Matcha synthesised audio prosody does not seems reflective of the paper

Output from TransformerTTS (Fastpitch/fastspeech2 based) :

text: "नमस्ते, मैं बजाज आलियांज़ जनरल इंश्योरेंस की ओर से स्वाति बोल रही हूँ, क्या आप से बात करने के लिए ये समय सही है?"

https://github.com/shivammehta25/Matcha-TTS/assets/70097551/af4b66aa-4069-411e-aec9-5e299360fb56

Output from Matcha-TTS (Speech-rate 0.90) :

text: "नमस्ते, मैं बजाज आलियांज़ जनरल इंश्योरेंस की ओर से स्वाति बोल रही हूँ, क्या आप से बात करने के लिए ये समय सही है."

https://github.com/shivammehta25/Matcha-TTS/assets/70097551/7fb7d48a-1755-4837-8cff-8b7510579c39

Output from Matcha-TTS (Speech-rate 0.90) :

https://github.com/shivammehta25/Matcha-TTS/assets/70097551/ed441008-26a8-4fec-ac67-5cb36388cf3a

please share your opinion.

Matcha synthesised audio prosody does not seems reflective of the paper

When you say "of the paper", are you referring to one or more specific written formulations in the paper on arXiv, or to particular audio examples of Matcha-TTS online?

please share your opinion.

I do not speak any Indic languages, so I cannot well assess the prosody of the examples you shared.

In general, it seems like there are two questions you might be asking, and I am not sure which one in particular you are looking for an answer to:

Question 1: Why might the prosody of English speech from Matcha-TTS differ from that produced by Matcha-TTS in other languages?
- Different datasets will lead to different results.
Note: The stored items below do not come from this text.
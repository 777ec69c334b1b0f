//! Coordinator module
//!
//! A coordinator is the single synchronization authority for one dinner. Every
//! philosopher thread calls into it to get permission to eat and to give that
//! permission back; no philosopher ever touches another philosopher's state.
//!
//! # Strategies
//!
//! - **Monitor** ([`MonitorCoordinator`]): one lock over the whole table state
//!   plus one wait slot per seat. Forks are not modelled; "holding both forks"
//!   is the single permission bit `state[i] == Eating`.
//! - **Hierarchy** ([`HierarchyCoordinator`]): one lock per fork, picked up in
//!   increasing index order and put down in decreasing order, which makes a
//!   circular wait impossible.
//!
//! # Seating
//!
//! Seats are numbered `0..n` around a ring. Seat `i` has neighbors
//! `(i + n - 1) % n` and `(i + 1) % n`; fork `i` lies between seat `i - 1` and
//! seat `i`, so seat `i` uses forks `i` and `(i + 1) % n`.
//!
//! # Example
//!
//! ```
//! use philosophers::coordinator::{Coordinator, MonitorCoordinator};
//!
//! let table = MonitorCoordinator::new(5).unwrap();
//! table.request(0);
//! table.request(2); // not adjacent to 0, granted immediately
//! table.release(0);
//! table.release(2);
//! ```

pub mod error;
pub mod events;
pub mod hierarchy;
pub mod monitor;

pub use error::CoordinatorError;
pub use events::{EventSink, TableEvent};
pub use hierarchy::{ForkPair, HierarchyCoordinator};
pub use monitor::MonitorCoordinator;

use crate::config::TableConfig;
use serde::{Deserialize, Serialize};
use std::fmt;
use std::sync::Arc;

/// Smallest ring that still has one fork per edge
pub const MIN_PHILOSOPHERS: usize = 2;

/// Which algorithm arbitrates the forks
#[derive(Debug, Clone, Copy, Serialize, Deserialize, PartialEq, Eq)]
#[serde(rename_all = "lowercase")]
pub enum Strategy {
    Monitor,
    Hierarchy,
}

impl Default for Strategy {
    fn default() -> Self {
        Self::Monitor
    }
}

impl fmt::Display for Strategy {
    fn fmt(&self, f: &mut fmt::Formatter<'_>) -> fmt::Result {
        match self {
            Strategy::Monitor => write!(f, "monitor"),
            Strategy::Hierarchy => write!(f, "hierarchy"),
        }
    }
}

/// Logical state of a seat, as seen by the monitor
#[derive(Debug, Clone, Copy, Serialize, Deserialize, PartialEq, Eq)]
pub enum PhilosopherState {
    Thinking,
    Hungry,
    /// Hungry, and passed over often enough that neighbors must yield
    Starving,
    Eating,
}

impl PhilosopherState {
    /// Waiting for permission (Hungry or Starving)
    #[inline]
    pub fn is_hungry(self) -> bool {
        matches!(self, PhilosopherState::Hungry | PhilosopherState::Starving)
    }
}

impl fmt::Display for PhilosopherState {
    fn fmt(&self, f: &mut fmt::Formatter<'_>) -> fmt::Result {
        match self {
            PhilosopherState::Thinking => write!(f, "thinking"),
            PhilosopherState::Hungry => write!(f, "hungry"),
            PhilosopherState::Starving => write!(f, "starving"),
            PhilosopherState::Eating => write!(f, "eating"),
        }
    }
}

/// Contract shared by both strategies
///
/// Implementations are shared between philosopher threads behind an `Arc`, so
/// every method takes `&self` and does its own locking.
///
/// # Contract
///
/// - `request(id)` blocks until seat `id` may eat. It must only be called by
///   seat `id`'s own thread while that seat is not already eating.
/// - `release(id)` hands the forks back and never waits on another
///   philosopher. Calling it without a matching `request` is a logic error
///   and panics.
pub trait Coordinator: Send + Sync {
    /// Algorithm in use
    fn strategy(&self) -> Strategy;

    /// Number of seats at the table
    fn philosophers(&self) -> usize;

    /// Block until seat `id` holds both forks
    fn request(&self, id: usize);

    /// Put both forks back
    fn release(&self, id: usize);
}

/// Seat to the left of `id` on a ring of `n`
#[inline]
pub fn left_of(id: usize, n: usize) -> usize {
    (id + n - 1) % n
}

/// Seat to the right of `id` on a ring of `n`
#[inline]
pub fn right_of(id: usize, n: usize) -> usize {
    (id + 1) % n
}

pub(crate) fn check_table_size(philosophers: usize) -> Result<(), CoordinatorError> {
    if philosophers < MIN_PHILOSOPHERS {
        return Err(CoordinatorError::TooFewPhilosophers {
            count: philosophers,
            min: MIN_PHILOSOPHERS,
        });
    }
    Ok(())
}

/// Build the coordinator described by `table`
///
/// `events`, when given, receives every decision the coordinator makes.
pub fn build_coordinator(
    table: &TableConfig,
    events: Option<EventSink>,
) -> Result<Arc<dyn Coordinator>, CoordinatorError> {
    match table.strategy {
        Strategy::Monitor => {
            let mut monitor = MonitorCoordinator::new(table.philosophers)?;
            if let Some(threshold) = table.starvation_threshold {
                monitor = monitor.with_starvation_threshold(threshold)?;
            }
            if let Some(sink) = events {
                monitor = monitor.with_events(sink);
            }
            Ok(Arc::new(monitor))
        }
        Strategy::Hierarchy => {
            let mut hierarchy = HierarchyCoordinator::new(table.philosophers)?;
            if let Some(sink) = events {
                hierarchy = hierarchy.with_events(sink);
            }
            Ok(Arc::new(hierarchy))
        }
    }
}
If, for example, the data used to train a system in a particular language contains odd prosodic patterns, the synthesis may produce odd or degraded prosody as a result. (This cannot explain differences between systems trained on the same data, however.)
- The front-end (i.e., text processing) used may work differently well for different languages. Matcha-TTS uses espeak-ng to turn text into a sequence of phones, but does not provide any additional "linguistic" features to my knowledge. In general, the more informative the output of the text processing is about the prosody of an utterance in a given language (something which depends strongly on both the language and the text processor used), the better the output prosody should be.
Question 2: Why might there be differences between the prosody synthesised by Transformer TTS and by Matcha-TTS, even if the two systems were trained on the same data?
- If the Transformer TTS implementation is using different text processing, and perhaps also extracting other features from the input text, that can lead to differences in the prosody of the synthesised speech. The text processing (and its settings) may even differ between different implementations of Transformer TTS.
- The network and training hyperparameters used to train the respective systems may give the prosody produced by one particular trained model an edge over the other in one scenario. Such a finding does not necessarily imply that that approach gives better prosody than the other in general.
- Like Grad-TTS, Matcha-TTS uses a deterministic duration model, so the durations will be identical every time if the same input text is provided. This approach may lead to less natural and less vivid prosody, with a lower amount of duration variation than what is expected in natural speech. My impression is that Transformer TTS does not contain an explicit duration model, but instead generates frames of acoustic features autoregressively. This is slower, but the sequential nature of the synthesis might enable better prosody to be synthesised, especially if there is randomness in the synthesis process (e.g., pre-net dropout as first introduced by Tacotron).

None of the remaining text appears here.